Por Richard Cowan

WASHINGTON (Reuters) – As divisões entre os democratas estão comprometendo a agenda do presidente dos Estados Unidos, Joe Biden, de investir em infraestrutura, expandir os serviços sociais e lidar com a mudança climática conforme o Congresso norte-americano enfrenta o prazo desta quinta-feira para evitar uma paralisação do governo.

O Congresso se preparava para aprovar o novo financiamento do governo até 3 de dezembro enquanto democratas moderados e progressistas batalham sobre os gastos de trilhões de dólares para financiar licenças familiares expandidas, cuidados médicos para os mais velhos e suportes melhores para crianças.

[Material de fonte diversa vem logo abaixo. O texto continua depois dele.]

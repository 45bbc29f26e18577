//! Integration tests for the extract → normalize pipeline.
//!
//! OCR and the LLM are replaced with in-process fakes so these run without
//! tesseract or network access. Live runs are in `tests/e2e.rs`.

use screenshot_ocr::{
    extract_to_file_with_engine, extract_with_engine, normalize_file_with_client,
    normalize_results, read_results, write_results, Completion, CompletionClient,
    CompletionOptions, NormalizationState, NormalizeError, OcrEngine, PipelineConfig,
    PipelineProgressCallback, ResultMap, ShotOcrError, Stage,
};
use std::collections::HashMap;
use std::path::Path;
use std::sync::atomic::{AtomicUsize, Ordering};
use std::sync::{Arc, Mutex};
use std::time::{Duration, Instant};
use tempfile::TempDir;

// ── Fakes ────────────────────────────────────────────────────────────────────

/// Returns canned text per filename; errors for unknown files.
struct CannedOcr {
    texts: HashMap<String, String>,
    calls: Mutex<Vec<String>>,
}

impl CannedOcr {
    fn new(pairs: &[(&str, &str)]) -> Arc<Self> {
        Arc::new(Self {
            texts: pairs
                .iter()
                .map(|(f, t)| (f.to_string(), t.to_string()))
                .collect(),
            calls: Mutex::new(Vec::new()),
        })
    }
}

impl OcrEngine for CannedOcr {
    fn recognize(&self, image: &Path) -> Result<String, ShotOcrError> {
        let name = image
            .file_name()
            .map(|n| n.to_string_lossy().into_owned())
            .unwrap_or_default();
        self.calls.lock().unwrap().push(name.clone());
        self.texts
            .get(&name)
            .cloned()
            .ok_or_else(|| ShotOcrError::OcrFailed {
                path: image.to_path_buf(),
                detail: "unreadable".into(),
            })
    }
}

/// Echoes the input lines back upper-cased, failing when a prompt contains
/// `fail_marker`.
struct ScriptedClient {
    fail_marker: Option<String>,
    delay: Duration,
    calls: AtomicUsize,
    call_times: Mutex<Vec<Instant>>,
}

impl ScriptedClient {
    fn new() -> Self {
        Self {
            fail_marker: None,
            delay: Duration::ZERO,
            calls: AtomicUsize::new(0),
            call_times: Mutex::new(Vec::new()),
        }
    }

    fn failing_on(marker: &str) -> Self {
        Self {
            fail_marker: Some(marker.to_string()),
            ..Self::new()
        }
    }

    fn slow(delay: Duration) -> Self {
        Self {
            delay,
            ..Self::new()
        }
    }
}

impl CompletionClient for ScriptedClient {
    async fn complete(
        &self,
        prompt: &str,
        _options: &CompletionOptions,
    ) -> Result<Completion, screenshot_ocr::ServiceError> {
        self.calls.fetch_add(1, Ordering::SeqCst);
        self.call_times.lock().unwrap().push(Instant::now());
        if !self.delay.is_zero() {
            tokio::time::sleep(self.delay).await;
        }
        if let Some(ref marker) = self.fail_marker {
            if prompt.contains(marker.as_str()) {
                return Err(screenshot_ocr::ServiceError("service unavailable".into()));
            }
        }

        let input = prompt.rsplit("Input: ").next().unwrap_or("[]");
        let lines: Vec<String> = serde_json::from_str(input).unwrap_or_default();
        let upper: Vec<String> = lines.iter().map(|l| l.to_uppercase()).collect();
        Ok(Completion {
            content: serde_json::to_string(&upper).unwrap(),
            input_tokens: 50,
            output_tokens: 10,
        })
    }
}

/// Records every callback as a short string.
#[derive(Default)]
struct RecordingCallback {
    events: Mutex<Vec<String>>,
}

impl PipelineProgressCallback for RecordingCallback {
    fn on_stage_start(&self, stage: Stage, total: usize) {
        self.events
            .lock()
            .unwrap()
            .push(format!("start {stage} {total}"));
    }

    fn on_file_start(&self, stage: Stage, file: &str, index: usize, total: usize) {
        self.events
            .lock()
            .unwrap()
            .push(format!("{stage} {file} {index}/{total}"));
    }

    fn on_file_fallback(&self, file: &str, _index: usize, _total: usize, _error: &str) {
        self.events.lock().unwrap().push(format!("fallback {file}"));
    }

    fn on_stage_complete(&self, stage: Stage, _total: usize, success: usize) {
        self.events
            .lock()
            .unwrap()
            .push(format!("done {stage} {success}"));
    }
}

// ── Helpers ──────────────────────────────────────────────────────────────────

fn screenshot_dir(names: &[&str]) -> TempDir {
    let dir = TempDir::new().unwrap();
    for name in names {
        std::fs::write(dir.path().join(name), b"").unwrap();
    }
    dir
}

fn fast_config() -> PipelineConfig {
    PipelineConfig::builder()
        .request_delay_ms(0)
        .build()
        .unwrap()
}

fn lines(items: &[&str]) -> Vec<String> {
    items.iter().map(|s| s.to_string()).collect()
}

const SHOT1: &str = "Q Search\n• Settings\nSettings\n日 本 語\n##@@\nok\n\n";
const SHOT2: &str = "O Home\nProfile page\n©\nআমার সোনার বাংলা\n";

// ── Extraction ───────────────────────────────────────────────────────────────

#[tokio::test]
async fn extraction_cleans_and_orders_by_filename() {
    let dir = screenshot_dir(&["shot2.PNG", "shot1.png", "notes.txt", "photo.jpeg"]);
    let engine = CannedOcr::new(&[
        ("shot1.png", SHOT1),
        ("shot2.PNG", SHOT2),
        ("photo.jpeg", "   \n"),
    ]);

    let report = extract_with_engine(dir.path(), engine.clone(), &fast_config())
        .await
        .unwrap();

    // Filename order, extension case ignored.
    assert_eq!(
        *engine.calls.lock().unwrap(),
        vec!["photo.jpeg", "shot1.png", "shot2.PNG"]
    );
    assert_eq!(report.stats.files, 3);
    assert_eq!(report.results["shot1.png"], lines(&["Search", "Settings", "日本語"]));
    assert_eq!(
        report.results["shot2.PNG"],
        lines(&["Home", "Profile page", "আমার সোনার বাংলা"])
    );
    assert!(report.results["photo.jpeg"].is_empty());
    assert!(!report.results.contains_key("notes.txt"));
    assert_eq!(report.stats.duplicate_lines, 1);
}

#[tokio::test]
async fn extraction_output_has_no_empty_or_duplicate_lines() {
    let dir = screenshot_dir(&["a.png"]);
    let engine = CannedOcr::new(&[("a.png", "foo bar\n  foo   bar \n\n• foo bar\nO\n")]);

    let report = extract_with_engine(dir.path(), engine, &fast_config())
        .await
        .unwrap();

    let kept = &report.results["a.png"];
    assert_eq!(*kept, lines(&["foo bar"]));
    for line in kept {
        assert!(!line.trim().is_empty());
        assert_eq!(line, line.trim());
    }
}

#[tokio::test]
async fn extraction_is_deterministic() {
    let dir = screenshot_dir(&["shot1.png", "shot2.PNG"]);
    let out = TempDir::new().unwrap();
    let first = out.path().join("first.json");
    let second = out.path().join("second.json");

    for path in [&first, &second] {
        let engine = CannedOcr::new(&[("shot1.png", SHOT1), ("shot2.PNG", SHOT2)]);
        let report = extract_with_engine(dir.path(), engine, &fast_config())
            .await
            .unwrap();
        write_results(path, &report.results).await.unwrap();
    }

    assert_eq!(
        std::fs::read(&first).unwrap(),
        std::fs::read(&second).unwrap()
    );
    // Non-ASCII text is written as-is, not escaped.
    let json = std::fs::read_to_string(&first).unwrap();
    assert!(json.contains("日本語"));
    assert!(json.ends_with('\n'));
}

#[tokio::test]
async fn extraction_aborts_on_first_unreadable_image() {
    let dir = screenshot_dir(&["a.png", "b.png", "c.png"]);
    let engine = CannedOcr::new(&[("a.png", "hello"), ("c.png", "world")]);

    let err = extract_with_engine(dir.path(), engine.clone(), &fast_config())
        .await
        .unwrap_err();

    assert!(matches!(err, ShotOcrError::OcrFailed { .. }), "{err:?}");
    // c.png is never reached.
    assert_eq!(*engine.calls.lock().unwrap(), vec!["a.png", "b.png"]);
}

#[tokio::test]
async fn extraction_rejects_missing_folder() {
    let engine = CannedOcr::new(&[]);
    let tmp = TempDir::new().unwrap();
    let output = tmp.path().join("output.json");

    let err = extract_to_file_with_engine(
        tmp.path().join("screenshots"),
        &output,
        engine,
        &fast_config(),
    )
    .await
    .unwrap_err();
    assert!(matches!(err, ShotOcrError::InputDirNotFound { .. }), "{err:?}");
    assert!(!output.exists());
}

#[tokio::test]
async fn folder_without_images_writes_empty_map() {
    let out = TempDir::new().unwrap();

    for names in [&[][..], &["readme.txt", "logo.gif"][..]] {
        let dir = screenshot_dir(names);
        let engine = CannedOcr::new(&[]);
        let output = out.path().join("output.json");

        let report =
            extract_to_file_with_engine(dir.path(), &output, engine.clone(), &fast_config())
                .await
                .unwrap();

        assert!(report.results.is_empty());
        assert_eq!(report.stats.files, 0);
        assert!(engine.calls.lock().unwrap().is_empty());
        assert_eq!(std::fs::read_to_string(&output).unwrap(), "{}\n");
    }
}

// ── Normalization ────────────────────────────────────────────────────────────

#[tokio::test]
async fn normalization_falls_back_per_file() {
    let mut results = ResultMap::new();
    results.insert("shot1.png".into(), lines(&["Hello", "World"]));
    results.insert("shot2.png".into(), lines(&["broken entry"]));
    results.insert("shot3.png".into(), lines(&["last one"]));

    let client = ScriptedClient::failing_on("broken entry");
    let report = normalize_results(&results, &client, &fast_config()).await;

    assert_eq!(report.results["shot1.png"], lines(&["HELLO", "WORLD"]));
    assert_eq!(report.results["shot2.png"], lines(&["broken entry"]));
    assert_eq!(report.results["shot3.png"], lines(&["LAST ONE"]));
    assert_eq!(report.stats.files, 3);
    assert_eq!(report.stats.fallback_files, 1);
    assert_eq!(report.stats.normalized_files, 2);
    assert_eq!(client.calls.load(Ordering::SeqCst), 3);

    let fallback = &report.outcomes[1];
    assert_eq!(fallback.filename, "shot2.png");
    match &fallback.state {
        NormalizationState::FallbackOriginal { reason } => {
            assert!(matches!(reason, NormalizeError::ServiceFailed { .. }));
            assert_eq!(reason.file(), "shot2.png");
        }
        other => panic!("expected fallback, got {other:?}"),
    }
}

#[tokio::test]
async fn normalization_keeps_every_key() {
    let mut results = ResultMap::new();
    results.insert("empty.png".into(), Vec::new());
    results.insert("full.png".into(), lines(&["text"]));

    let client = ScriptedClient::new();
    let report = normalize_results(&results, &client, &fast_config()).await;

    assert_eq!(
        report.results.keys().collect::<Vec<_>>(),
        results.keys().collect::<Vec<_>>()
    );
    assert!(report.results["empty.png"].is_empty());
    // The empty entry does not reach the service.
    assert_eq!(client.calls.load(Ordering::SeqCst), 1);
}

#[tokio::test]
async fn normalization_waits_between_calls() {
    let mut results = ResultMap::new();
    for name in ["a.png", "b.png", "c.png"] {
        results.insert(name.into(), lines(&["some text"]));
    }
    let config = PipelineConfig::builder()
        .request_delay_ms(60)
        .build()
        .unwrap();

    let client = ScriptedClient::new();
    normalize_results(&results, &client, &config).await;

    let times = client.call_times.lock().unwrap();
    assert_eq!(times.len(), 3);
    for pair in times.windows(2) {
        assert!(pair[1].duration_since(pair[0]) >= Duration::from_millis(60));
    }
}

#[tokio::test]
async fn normalization_times_out_to_fallback() {
    let mut results = ResultMap::new();
    results.insert("slow.png".into(), lines(&["waiting"]));
    let config = PipelineConfig::builder()
        .request_delay_ms(0)
        .api_timeout_secs(1)
        .build()
        .unwrap();

    let client = ScriptedClient::slow(Duration::from_secs(3));
    let report = normalize_results(&results, &client, &config).await;

    assert_eq!(report.results["slow.png"], lines(&["waiting"]));
    assert!(matches!(
        report.outcomes[0].state,
        NormalizationState::FallbackOriginal {
            reason: NormalizeError::Timeout { .. }
        }
    ));
}

#[tokio::test]
async fn normalize_file_round_trips_through_disk() {
    let tmp = TempDir::new().unwrap();
    let input = tmp.path().join("output.json");
    let output = tmp.path().join("normalized_output.json");

    let mut results = ResultMap::new();
    results.insert("shot1.png".into(), lines(&["Search", "日本語"]));
    write_results(&input, &results).await.unwrap();

    let client = ScriptedClient::new();
    let report = normalize_file_with_client(&input, &output, &client, &fast_config())
        .await
        .unwrap();

    let written = read_results(&output).await.unwrap();
    assert_eq!(written, report.results);
    assert_eq!(written["shot1.png"], lines(&["SEARCH", "日本語"]));
    // Input is untouched.
    assert_eq!(read_results(&input).await.unwrap(), results);
}

#[tokio::test]
async fn normalize_file_fails_on_missing_input() {
    let tmp = TempDir::new().unwrap();
    let client = ScriptedClient::new();

    let err = normalize_file_with_client(
        tmp.path().join("output.json"),
        tmp.path().join("normalized_output.json"),
        &client,
        &fast_config(),
    )
    .await
    .unwrap_err();

    assert!(matches!(err, ShotOcrError::ResultsReadFailed { .. }), "{err:?}");
    assert_eq!(client.calls.load(Ordering::SeqCst), 0);
    assert!(!tmp.path().join("normalized_output.json").exists());
}

// ── Progress ─────────────────────────────────────────────────────────────────

#[tokio::test]
async fn progress_callbacks_follow_processing_order() {
    let dir = screenshot_dir(&["b.png", "a.png"]);
    let engine = CannedOcr::new(&[("a.png", "alpha text"), ("b.png", "beta text")]);
    let recorder = Arc::new(RecordingCallback::default());
    let config = PipelineConfig::builder()
        .request_delay_ms(0)
        .progress_callback(recorder.clone())
        .build()
        .unwrap();

    let extracted = extract_with_engine(dir.path(), engine, &config)
        .await
        .unwrap();
    let client = ScriptedClient::failing_on("beta text");
    normalize_results(&extracted.results, &client, &config).await;

    assert_eq!(
        *recorder.events.lock().unwrap(),
        vec![
            "start extract 2",
            "extract a.png 1/2",
            "extract b.png 2/2",
            "done extract 2",
            "start normalize 2",
            "normalize a.png 1/2",
            "normalize b.png 2/2",
            "fallback b.png",
            "done normalize 1",
        ]
    );
}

A expectativa é de que o Senado e a Câmara dos Deputados aprovem um projeto de financiamento temporário até a meia-noite nesta quinta-feira, evitando uma paralisação parcial do governo como a que aconteceu no fim de 2018 e começo de 2019, que durou 35 dias.

Enquanto isso, a Câmara votará um projeto de investimento em infraestrutura de 1 trilhão de dólares que passou pelo Senado no mês passado em uma votação bipartidária. Desde então, a Câmara tem se afastado do projeto em um movimento para negar a vitória a Biden.

No entanto, não estava claro se a votação vai realmente acontecer. A presidente da Câmara, Nancy Pelosi, enfrenta a revolta de um influente grupo de democratas progressistas que alertaram que ela precisa segurá-la até que um projeto maior, de 3,5 trilhões de dólares, seja delimitado.

Os moderados pressionam por um pacote menor, e as negociações sobre isso pode durar semanas ou mais.

Além disso, democratas e republicanos continuam a discutir sobre dar ao Departamento do Tesouro mais autoridade de empréstimo, além do limite atual de 28,4 trilhões de dólares. Um calote de dívida histórico pode acontecer por volta de 18 de outubro, estimou a secretária do Tesouro, Janet Yellen, se o Congresso não agir.

Os republicanos não querem nenhum aumento do teto da dívida, dizendo que isso é um problema dos democratas, já que eles controlam o Congresso e a Casa Branca.

A Câmara aprovou na quarta-feira um projeto suspendendo o limite da dívida até 22 de dezembro. Ele deve ser bloqueado pelos republicanos no Senado, possivelmente nesta quinta-feira.